*** Opening Source information ***

//! Execution router - deterministic instruction ordering with explicit
//! priority fee injection.
//!
//! Ordering is purely structural: the router never looks at what a program
//! or account means, only at their encodings.

use crate::types::{AccountMeta, Instruction};
use solana_sdk::compute_budget::ComputeBudgetInstruction;
use tracing::{debug, instrument};

/// Explicit priority fee injection. The caller provides the exact
/// instruction to place first.
#[derive(Debug, Clone, PartialEq, Eq)]
pub struct PriorityFeeInjection {
    /// Instruction that sets priority fee / compute budget preferences.
    pub instruction: Instruction,
}

impl PriorityFeeInjection {
    pub fn new(instruction: Instruction) -> Self {
        Self { instruction }
    }

    /// Compute-budget `SetComputeUnitPrice` instruction with the given price.
    pub fn compute_unit_price(micro_lamports: u64) -> Self {
        Self {
            instruction: ComputeBudgetInstruction::set_compute_unit_price(micro_lamports),
        }
    }
}

/// Input to [`ExecutionRouter::build_plan`].
#[derive(Debug, Clone, PartialEq, Eq)]
pub struct ExecutionPlan {
    /// Base instruction set to execute.
    pub instructions: Vec<Instruction>,
    /// Optional priority fee instruction, injected ahead of everything else.
    pub priority_fee: Option<PriorityFeeInjection>,
}

/// Sort key: (program id base58, payload bytes, rendered account list).
///
/// Payload bytes compare in the same order as their lowercase hex encoding,
/// so the bytes are compared directly.
#[derive(Debug, Clone, PartialEq, Eq, PartialOrd, Ord)]
struct OrderingKey {
    program: String,
    data: Vec<u8>,
    accounts: String,
}

impl OrderingKey {
    fn of(instruction: &Instruction) -> Self {
        Self {
            program: instruction.program_id.to_string(),
            data: instruction.data.clone(),
            accounts: render_accounts(&instruction.accounts),
        }
    }
}

/// Renders `address:s|-:w|-` tuples joined with `|`.
fn render_accounts(accounts: &[AccountMeta]) -> String {
    accounts
        .iter()
        .map(|meta| {
            format!(
                "{}:{}:{}",
                meta.pubkey,
                if meta.is_signer { 's' } else { '-' },
                if meta.is_writable { 'w' } else { '-' },
            )
        })
        .collect::<Vec<_>>()
        .join("|")
}

/// Orders and assembles instructions into a reproducible plan.
#[derive(Debug, Clone, Copy, Default)]
pub struct ExecutionRouter;

impl ExecutionRouter {
    pub fn new() -> Self {
        Self
    }

    /// Deterministically orders instructions by (program id, data, accounts).
    ///
    /// The result depends only on instruction content, never on input order.
    #[instrument(skip(self, instructions), fields(count = instructions.len()))]
    pub fn order_deterministically(&self, mut instructions: Vec<Instruction>) -> Vec<Instruction> {
        instructions.sort_by_cached_key(OrderingKey::of);
        debug!("Ordered {} instructions", instructions.len());
        instructions
    }

    /// Builds an execution plan, injecting the priority fee instruction first
    /// when one is supplied. The priority instruction is exempt from ordering.
    #[instrument(
        skip(self, plan),
        fields(count = plan.instructions.len(), priority = plan.priority_fee.is_some())
    )]
    pub fn build_plan(&self, plan: ExecutionPlan) -> Vec<Instruction> {
        let ordered = self.order_deterministically(plan.instructions);

        match plan.priority_fee {
            None => ordered,
            Some(priority) => {
                let mut result = Vec::with_capacity(ordered.len() + 1);
                result.push(priority.instruction);
                result.extend(ordered);
                result
            }
        }
    }
}

#[cfg(test)]
mod tests {
    use super::*;
    use crate::types::Pubkey;

    fn ix(program_id: Pubkey, data: &[u8], accounts: Vec<AccountMeta>) -> Instruction {
        Instruction {
            program_id,
            accounts,
            data: data.to_vec(),
        }
    }

    #[test]
    fn test_render_accounts() {
        let a = Pubkey::new_from_array([1; 32]);
        let b = Pubkey::new_from_array([2; 32]);
        let rendered =
            render_accounts(&[AccountMeta::new(a, true), AccountMeta::new_readonly(b, false)]);
        assert_eq!(rendered, format!("{}:s:w|{}:-:-", a, b));
        assert_eq!(render_accounts(&[]), "");
    }

    #[test]
    fn test_orders_by_program_then_data_then_accounts() {
        let program = Pubkey::new_from_array([7; 32]);
        let signer = Pubkey::new_from_array([3; 32]);

        let by_accounts_writable = ix(program, &[0x01], vec![AccountMeta::new(signer, false)]);
        let by_accounts_readonly =
            ix(program, &[0x01], vec![AccountMeta::new_readonly(signer, false)]);
        let short_data = ix(program, &[0x01], vec![]);
        let big_data = ix(program, &[0xff], vec![]);

        let router = ExecutionRouter::new();
        let ordered = router.order_deterministically(vec![
            big_data.clone(),
            by_accounts_writable.clone(),
            short_data.clone(),
            by_accounts_readonly.clone(),
        ]);

        // "-:-" sorts before "-:w"; an empty account string sorts first.
        assert_eq!(
            ordered,
            vec![short_data, by_accounts_readonly, by_accounts_writable, big_data]
        );
    }

    #[test]
    fn test_program_compared_as_base58_string() {
        let p1 = Pubkey::new_unique();
        let p2 = Pubkey::new_unique();
        let (first, second) = if p1.to_string() < p2.to_string() { (p1, p2) } else { (p2, p1) };

        let ordered = ExecutionRouter::new()
            .order_deterministically(vec![ix(second, &[], vec![]), ix(first, &[], vec![])]);
        assert_eq!(ordered[0].program_id, first);
        assert_eq!(ordered[1].program_id, second);
    }

    #[test]
    fn test_identical_instructions_do_not_error() {
        let program = Pubkey::new_unique();
        let a = ix(program, &[1, 2, 3], vec![]);
        let ordered = ExecutionRouter::new().order_deterministically(vec![a.clone(), a.clone()]);
        assert_eq!(ordered, vec![a.clone(), a]);
    }

    #[test]
    fn test_build_plan_without_priority() {
        let program = Pubkey::new_unique();
        let plan = ExecutionPlan {
            instructions: vec![ix(program, &[2], vec![]), ix(program, &[1], vec![])],
            priority_fee: None,
        };
        let built = ExecutionRouter::new().build_plan(plan);
        assert_eq!(built.len(), 2);
        assert_eq!(built[0].data, vec![1]);
    }

    #[test]
    fn test_build_plan_priority_exempt_from_sort() {
        let program = Pubkey::new_from_array([9; 32]);
        let priority = PriorityFeeInjection::compute_unit_price(5_000);
        let plan = ExecutionPlan {
            instructions: vec![ix(program, &[2], vec![]), ix(program, &[1], vec![])],
            priority_fee: Some(priority.clone()),
        };

        let built = ExecutionRouter::new().build_plan(plan);
        assert_eq!(built.len(), 3);
        assert_eq!(built[0], priority.instruction);
        assert_eq!(built[1].data, vec![1]);
        assert_eq!(built[2].data, vec![2]);
    }

    #[test]
    fn test_empty_plan_with_priority() {
        let priority = PriorityFeeInjection::compute_unit_price(1);
        let built = ExecutionRouter::new().build_plan(ExecutionPlan {
            instructions: vec![],
            priority_fee: Some(priority.clone()),
        });
        assert_eq!(built, vec![priority.instruction]);
    }
}
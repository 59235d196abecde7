//! Connection manager.
//!
//! Validates the RPC URL, enforces the configured commitment and builds the
//! read-only RPC client. Nothing here sends transactions.

use crate::config::{validate_cluster_config, ClusterConfig};
use crate::error::{ErrorCode, Result, ThreeiumError};
use crate::liquidity::RpcChainAccessor;
use reqwest::Url;
use solana_client::nonblocking::rpc_client::RpcClient;
use std::sync::Arc;
use tracing::info;

pub struct ConnectionManager {
    config: ClusterConfig,
    connection: Arc<RpcClient>,
}

impl ConnectionManager {
    pub fn new(config: ClusterConfig) -> Result<Self> {
        validate_cluster_config(&config)?;

        let url = Url::parse(&config.rpc_url).map_err(|e| {
            ThreeiumError::invalid_input(ErrorCode::RpcUrlInvalid, "rpcUrl must be a valid URL")
                .with_detail("rpcUrl", config.rpc_url.as_str())
                .with_detail("reason", e.to_string())
        })?;

        if url.scheme() != "http" && url.scheme() != "https" {
            return Err(ThreeiumError::invalid_input(
                ErrorCode::RpcUrlInvalid,
                "rpcUrl must use http or https",
            )
            .with_detail("rpcUrl", config.rpc_url.as_str()));
        }

        let connection = Arc::new(RpcClient::new_with_commitment(
            config.rpc_url.clone(),
            config.commitment.to_commitment_config(),
        ));

        info!(
            "Connection configured for {} ({}) at {:?} commitment",
            config.cluster.as_str(),
            url.host_str().unwrap_or_default(),
            config.commitment
        );

        Ok(Self { config, connection })
    }

    pub fn connection(&self) -> Arc<RpcClient> {
        self.connection.clone()
    }

    pub fn config(&self) -> &ClusterConfig {
        &self.config
    }

    /// Chain accessor over this connection, for the liquidity engine.
    pub fn chain_accessor(&self) -> RpcChainAccessor {
        RpcChainAccessor::new(self.connection.clone())
    }
}
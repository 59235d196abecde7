//! Liquidity module - route observation and weighted route allocation.
//!
//! The [`LiquidityEngine`] turns raw account observations into
//! [`RouteMetrics`] through a caller-supplied derivation function, and
//! [`allocate_routes`] converts metrics into a normalized weight
//! distribution. The two never call each other.

pub mod accessor;
pub mod allocator;
pub mod engine;
pub mod rpc;
pub mod types;

pub use accessor::ChainAccessor;
pub use allocator::allocate_routes;
pub use engine::LiquidityEngine;
pub use rpc::RpcChainAccessor;
pub use types::{
    AccountSnapshot, AccountState, AllocationWeights, LiquidityObservation, LiquidityRoute,
    RouteAllocation, RouteMetrics,
};
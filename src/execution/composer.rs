//! Transaction composer.
//!
//! Builds unsigned v0 versioned transactions from explicit inputs: fee payer,
//! recent blockhash and instruction list are never chosen implicitly, and no
//! instruction is inserted.

use crate::error::{require_non_empty, ErrorCode, Result, ThreeiumError};
use crate::types::{Instruction, Pubkey};
use solana_sdk::hash::Hash;
use solana_sdk::message::{v0::Message as MessageV0, VersionedMessage};
use solana_sdk::signature::Signature;
use solana_sdk::transaction::VersionedTransaction;
use std::str::FromStr;
use tracing::{debug, instrument};

/// Inputs to [`TransactionComposer::compose_v0`].
#[derive(Debug, Clone)]
pub struct ComposeTransactionInput {
    /// Fee payer public key.
    pub fee_payer: Pubkey,
    /// Recent blockhash, base58.
    pub recent_blockhash: String,
    /// Instructions, used in the given order.
    pub instructions: Vec<Instruction>,
}

#[derive(Debug, Clone, Copy, Default)]
pub struct TransactionComposer;

impl TransactionComposer {
    pub fn new() -> Self {
        Self
    }

    /// Compose a v0 versioned transaction. Signature slots are left empty.
    #[instrument(
        skip(self, input),
        fields(fee_payer = %input.fee_payer, count = input.instructions.len())
    )]
    pub fn compose_v0(&self, input: &ComposeTransactionInput) -> Result<VersionedTransaction> {
        require_non_empty(
            &input.recent_blockhash,
            ErrorCode::BlockhashRequired,
            "recentBlockhash is required",
        )?;

        let blockhash = Hash::from_str(&input.recent_blockhash).map_err(|e| {
            ThreeiumError::invalid_input(
                ErrorCode::BlockhashInvalid,
                "recentBlockhash is not a valid hash",
            )
            .with_detail("recentBlockhash", input.recent_blockhash.as_str())
            .with_detail("reason", e.to_string())
        })?;

        let message = MessageV0::try_compile(&input.fee_payer, &input.instructions, &[], blockhash)
            .map_err(|e| {
                ThreeiumError::collaborator(
                    ErrorCode::ComposeFailed,
                    "failed to compile v0 message",
                    anyhow::Error::new(e),
                )
                .with_detail("feePayer", input.fee_payer.to_string())
            })?;

        let required_signatures = message.header.num_required_signatures as usize;
        debug!("Compiled v0 message requiring {} signatures", required_signatures);

        Ok(VersionedTransaction {
            signatures: vec![Signature::default(); required_signatures],
            message: VersionedMessage::V0(message),
        })
    }
}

*** Closing Source information ***

**Exercise description**
All lines above containing the string "crate": copy each one.

**Exercise response**
use crate::types::{AccountMeta, Instruction};
    use crate::types::Pubkey;
use crate::config::{validate_cluster_config, ClusterConfig};
use crate::error::{ErrorCode, Result, ThreeiumError};
use crate::liquidity::RpcChainAccessor;
use crate::error::{require_non_empty, ErrorCode, Result, ThreeiumError};
use crate::types::{Instruction, Pubkey};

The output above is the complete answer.